▶ EXERCISE BRIEF
Go through the following data and transcribe exactly the stretch of lines from the one holding "#[derive(Debug, Clone, Serialize, Deserialize, JsonSchema)]" to the one holding "email look like", both included.

** RECORDS TO PROCESS follows **

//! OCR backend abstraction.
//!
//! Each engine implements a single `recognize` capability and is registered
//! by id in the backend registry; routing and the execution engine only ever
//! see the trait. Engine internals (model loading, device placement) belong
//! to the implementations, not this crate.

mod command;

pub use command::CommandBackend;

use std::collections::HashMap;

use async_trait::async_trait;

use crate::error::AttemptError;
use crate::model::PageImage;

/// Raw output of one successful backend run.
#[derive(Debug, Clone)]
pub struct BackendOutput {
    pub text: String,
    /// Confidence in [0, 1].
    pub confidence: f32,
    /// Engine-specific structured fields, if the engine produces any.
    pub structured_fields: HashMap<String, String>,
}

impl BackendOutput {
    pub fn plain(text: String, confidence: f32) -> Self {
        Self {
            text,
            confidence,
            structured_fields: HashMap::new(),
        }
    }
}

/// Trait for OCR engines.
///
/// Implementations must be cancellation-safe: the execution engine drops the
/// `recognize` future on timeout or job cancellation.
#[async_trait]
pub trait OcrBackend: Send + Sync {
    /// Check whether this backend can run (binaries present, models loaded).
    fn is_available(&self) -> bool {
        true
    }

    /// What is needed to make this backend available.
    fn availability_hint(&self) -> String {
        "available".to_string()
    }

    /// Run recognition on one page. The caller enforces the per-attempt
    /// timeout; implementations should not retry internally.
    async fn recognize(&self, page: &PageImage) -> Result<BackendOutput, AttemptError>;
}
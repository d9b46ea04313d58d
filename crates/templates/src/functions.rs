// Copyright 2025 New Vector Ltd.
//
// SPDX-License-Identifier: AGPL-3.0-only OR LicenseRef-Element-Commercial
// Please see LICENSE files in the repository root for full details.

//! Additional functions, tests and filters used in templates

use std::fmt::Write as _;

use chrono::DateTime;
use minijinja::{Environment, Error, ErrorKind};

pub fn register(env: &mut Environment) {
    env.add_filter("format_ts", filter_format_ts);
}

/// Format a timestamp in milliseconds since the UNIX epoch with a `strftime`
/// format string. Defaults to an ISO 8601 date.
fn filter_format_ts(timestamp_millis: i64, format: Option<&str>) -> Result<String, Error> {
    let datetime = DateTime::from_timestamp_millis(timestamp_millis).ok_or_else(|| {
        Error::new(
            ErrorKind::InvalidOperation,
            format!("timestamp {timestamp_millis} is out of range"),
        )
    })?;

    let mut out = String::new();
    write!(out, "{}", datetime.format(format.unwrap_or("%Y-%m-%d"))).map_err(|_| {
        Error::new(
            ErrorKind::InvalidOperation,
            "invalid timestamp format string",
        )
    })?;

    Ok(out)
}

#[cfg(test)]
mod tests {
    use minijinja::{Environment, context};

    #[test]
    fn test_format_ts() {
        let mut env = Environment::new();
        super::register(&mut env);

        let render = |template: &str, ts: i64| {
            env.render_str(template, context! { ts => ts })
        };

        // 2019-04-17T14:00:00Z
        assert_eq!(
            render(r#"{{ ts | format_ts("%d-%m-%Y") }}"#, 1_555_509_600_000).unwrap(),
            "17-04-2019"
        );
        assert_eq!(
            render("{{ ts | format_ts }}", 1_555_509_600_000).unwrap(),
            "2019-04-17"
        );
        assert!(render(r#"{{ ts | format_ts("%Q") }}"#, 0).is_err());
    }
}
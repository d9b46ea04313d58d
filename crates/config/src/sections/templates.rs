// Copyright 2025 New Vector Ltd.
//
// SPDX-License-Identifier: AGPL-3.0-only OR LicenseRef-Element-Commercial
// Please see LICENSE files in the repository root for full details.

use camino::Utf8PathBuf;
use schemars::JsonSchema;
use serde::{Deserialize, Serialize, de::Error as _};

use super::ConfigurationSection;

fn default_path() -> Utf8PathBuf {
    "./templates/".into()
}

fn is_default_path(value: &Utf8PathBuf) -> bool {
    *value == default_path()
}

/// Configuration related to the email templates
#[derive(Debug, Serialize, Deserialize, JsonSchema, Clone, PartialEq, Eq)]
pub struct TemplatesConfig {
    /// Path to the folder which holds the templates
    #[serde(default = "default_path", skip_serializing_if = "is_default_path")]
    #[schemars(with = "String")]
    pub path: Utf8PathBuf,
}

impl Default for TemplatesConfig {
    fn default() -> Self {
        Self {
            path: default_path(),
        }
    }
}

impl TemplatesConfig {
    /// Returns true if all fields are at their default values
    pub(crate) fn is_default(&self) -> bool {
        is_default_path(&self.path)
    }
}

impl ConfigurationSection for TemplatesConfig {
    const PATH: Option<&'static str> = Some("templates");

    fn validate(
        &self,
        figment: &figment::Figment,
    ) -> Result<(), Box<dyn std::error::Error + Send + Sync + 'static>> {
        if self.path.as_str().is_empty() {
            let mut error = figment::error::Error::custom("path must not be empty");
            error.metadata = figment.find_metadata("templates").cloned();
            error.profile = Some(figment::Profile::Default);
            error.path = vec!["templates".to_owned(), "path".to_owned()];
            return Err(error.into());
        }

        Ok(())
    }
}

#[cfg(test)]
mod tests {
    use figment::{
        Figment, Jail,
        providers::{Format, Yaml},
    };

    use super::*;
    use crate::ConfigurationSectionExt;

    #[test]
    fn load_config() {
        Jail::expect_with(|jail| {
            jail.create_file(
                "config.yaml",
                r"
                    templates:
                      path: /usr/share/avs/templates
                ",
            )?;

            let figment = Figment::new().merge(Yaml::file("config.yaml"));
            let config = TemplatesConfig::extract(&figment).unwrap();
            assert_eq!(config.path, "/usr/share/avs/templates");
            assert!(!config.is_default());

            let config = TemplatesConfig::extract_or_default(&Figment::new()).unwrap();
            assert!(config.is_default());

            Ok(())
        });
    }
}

** End of RECORDS TO PROCESS **
** RECORDS TO PROCESS follows **

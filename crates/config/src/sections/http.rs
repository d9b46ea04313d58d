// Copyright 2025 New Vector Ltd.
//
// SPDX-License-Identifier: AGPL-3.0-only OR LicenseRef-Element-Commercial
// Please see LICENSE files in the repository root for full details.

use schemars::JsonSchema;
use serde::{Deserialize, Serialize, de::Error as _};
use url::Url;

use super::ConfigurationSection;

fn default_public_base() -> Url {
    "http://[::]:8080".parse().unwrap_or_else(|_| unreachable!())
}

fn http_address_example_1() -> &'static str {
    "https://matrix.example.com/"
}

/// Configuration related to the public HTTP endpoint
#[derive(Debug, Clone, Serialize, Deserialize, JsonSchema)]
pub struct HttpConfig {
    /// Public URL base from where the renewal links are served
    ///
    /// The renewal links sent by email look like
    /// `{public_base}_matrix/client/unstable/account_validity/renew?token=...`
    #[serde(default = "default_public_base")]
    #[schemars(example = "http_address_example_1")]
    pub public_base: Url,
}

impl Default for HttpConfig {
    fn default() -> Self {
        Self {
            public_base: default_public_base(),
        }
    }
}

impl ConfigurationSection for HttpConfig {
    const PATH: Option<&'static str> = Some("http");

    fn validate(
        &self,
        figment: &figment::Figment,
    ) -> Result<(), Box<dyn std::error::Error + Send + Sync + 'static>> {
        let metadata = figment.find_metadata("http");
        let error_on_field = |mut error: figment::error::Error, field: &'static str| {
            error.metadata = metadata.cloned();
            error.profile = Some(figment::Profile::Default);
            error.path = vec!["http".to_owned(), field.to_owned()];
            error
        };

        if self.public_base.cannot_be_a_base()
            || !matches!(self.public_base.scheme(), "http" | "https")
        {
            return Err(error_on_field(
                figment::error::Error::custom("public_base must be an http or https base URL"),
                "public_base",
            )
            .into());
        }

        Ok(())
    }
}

** End of RECORDS TO PROCESS **

▶ RESULT OF THIS TASK
#[derive(Debug, Clone, Serialize, Deserialize, JsonSchema)]
pub struct HttpConfig {
    /// Public URL base from where the renewal links are served
    ///
    /// The renewal links sent by email look like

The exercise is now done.